Using like the OpenMetadata Python SDK

hera2-sdk depends on openmetadata-ingestion, so you can use the same low-level API as in the official docs: OpenMetadataConnection + OpenMetadata(server_config), then metadata.create_or_update(), metadata.get_by_name(), metadata.delete(), etc.

Option 1 — Standard OpenMetadata style (same as the docs)
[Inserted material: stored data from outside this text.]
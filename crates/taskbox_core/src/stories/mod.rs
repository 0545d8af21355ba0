//! Fixed example inputs for the component catalog.
//!
//! # Responsibility
//! - Name every preview state of the task item and task list views.
//! - Build the exact inputs a catalog renders for each preview.
//!
//! # Invariants
//! - Story inputs are deterministic; two calls yield equal tasks.
//! - Story IDs are `<component>/<story>` in kebab-case.

pub mod catalog;

pub use catalog::{
    all_stories, parse_story_id, render_story, story_input, StoryError, StoryId, StoryInput,
    StoryView, TaskListStory, TaskStory,
};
from metadata.ingestion.ometa.ometa_api import OpenMetadata
from metadata.generated.schema.entity.services.connections.metadata.openMetadataConnection import (
    OpenMetadataConnection,
    AuthProvider,
)
from metadata.generated.schema.security.client.openMetadataJWTClientConfig import (
    OpenMetadataJWTClientConfig,
)
from metadata.generated.schema.entity.data.table import Table

server_config = OpenMetadataConnection(
    hostPort="http://localhost:8585/api",
    authProvider=AuthProvider.openmetadata,
    securityConfig=OpenMetadataJWTClientConfig(
        jwtToken="<YOUR-INGESTION-BOT-JWT-TOKEN>",
    ),
)
metadata = OpenMetadata(server_config)

# Same API as in the docs
metadata.health_check()
service_entity = metadata.create_or_update(data=create_service)
my_table = metadata.get_by_name(entity=Table, fqn="test-service-table.test-db.test-schema.test")
metadata.delete(entity=Table, entity_id=my_table.id)

Option 2 — hera2-sdk wrapper (same API + optional Heimdall)

Use configure() or OpenMetadataConfig, then get the underlying client via .ometa and call the same methods:

from metadata.sdk import configure, client
from metadata.generated.schema.entity.data.table import Table

configure(
    host="http://localhost:8585/api",
    api_key="your-dataos-api-key",
    heimdall_configuration={
        "enabled": True,
        "baseUrl": "https://your-instance.dataos.cloud/heimdall",
        "timeout": 10,
        "fallbackOnBasic": True,
    },
)

metadata = client().ometa   # same interface as OpenMetadata(server_config)

metadata.health_check()
service_entity = metadata.create_or_update(data=create_service)
my_table = metadata.get_by_name(entity=Table, fqn="test-service-table.test-db.test-schema.test")
metadata.delete(entity=Table, entity_id=my_table.id)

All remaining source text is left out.